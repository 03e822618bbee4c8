//! IPF container reading, extraction and creation.
//!
//! An IPF file is laid out like a ZIP archive: local headers with their data,
//! then a central directory, then an end record. The difference is in the
//! names. The name stored in each local header is the real relative path run
//! through a [`NameCipher`], and the name in the directory record is not
//! trusted at all.
//!
//! ## Architecture
//!
//! - [`structures`]: fixed-layout records and the [`IpfEntry`] model
//! - `parser`: end record and central directory enumeration
//! - `header`: raw local header reads (stored name, data offset)
//! - [`cipher`]: the [`NameCipher`] seam and its implementations
//! - [`IpfArchive`]: two-pass loading (directory, then local header names)
//! - [`IpfExtractor`]: streaming extraction over a bounded set of workers
//! - [`create`]: deterministic archive creation
//! - [`validate`]: structural checks, also the gate before extraction
//!
//! ## Limitations
//!
//! - Only stored and deflate entries are extracted
//! - No multi-disk archives
//! - Single entries must stay below 4 GiB when writing

mod archive;
pub mod cipher;
mod extractor;
mod header;
mod parser;
pub mod structures;
mod validate;
mod writer;

#[cfg(test)]
mod testutil;

pub use archive::IpfArchive;
pub use cipher::{IpfNameCipher, NameCipher, PlainNameCipher};
pub use extractor::{CHUNK_SIZE, EntryFailure, ExtractReport, IpfExtractor, resolve_output_path};
pub use header::{data_offset, is_safe_relative_path, read_stored_name};
pub use parser::{DirectoryLocation, DirectoryParser};
pub use structures::{CompressionMethod, IpfEntry};
pub use validate::validate;
pub use writer::{CreateSummary, create};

^^^^^^^^

WHAT IS REQUIRED
Your answer must be every record above, repeated exactly.

RESPONSE TO THIS EXERCISE
repository 03e822618bbee4c8
//! IPF container reading, extraction and creation.
//!
//! An IPF file is laid out like a ZIP archive: local headers with their data,
//! then a central directory, then an end record. The difference is in the
//! names. The name stored in each local header is the real relative path run
//! through a [`NameCipher`], and the name in the directory record is not
//! trusted at all.
//!
//! ## Architecture
//!
//! - [`structures`]: fixed-layout records and the [`IpfEntry`] model
//! - `parser`: end record and central directory enumeration
//! - `header`: raw local header reads (stored name, data offset)
//! - [`cipher`]: the [`NameCipher`] seam and its implementations
//! - [`IpfArchive`]: two-pass loading (directory, then local header names)
//! - [`IpfExtractor`]: streaming extraction over a bounded set of workers
//! - [`create`]: deterministic archive creation
//! - [`validate`]: structural checks, also the gate before extraction
//!
//! ## Limitations
//!
//! - Only stored and deflate entries are extracted
//! - No multi-disk archives
//! - Single entries must stay below 4 GiB when writing

mod archive;
pub mod cipher;
mod extractor;
mod header;
mod parser;
pub mod structures;
mod validate;
mod writer;

#[cfg(test)]
mod testutil;

pub use archive::IpfArchive;
pub use cipher::{IpfNameCipher, NameCipher, PlainNameCipher};
pub use extractor::{CHUNK_SIZE, EntryFailure, ExtractReport, IpfExtractor, resolve_output_path};
pub use header::{data_offset, is_safe_relative_path, read_stored_name};
pub use parser::{DirectoryLocation, DirectoryParser};
pub use structures::{CompressionMethod, IpfEntry};
pub use validate::validate;
pub use writer::{CreateSummary, create};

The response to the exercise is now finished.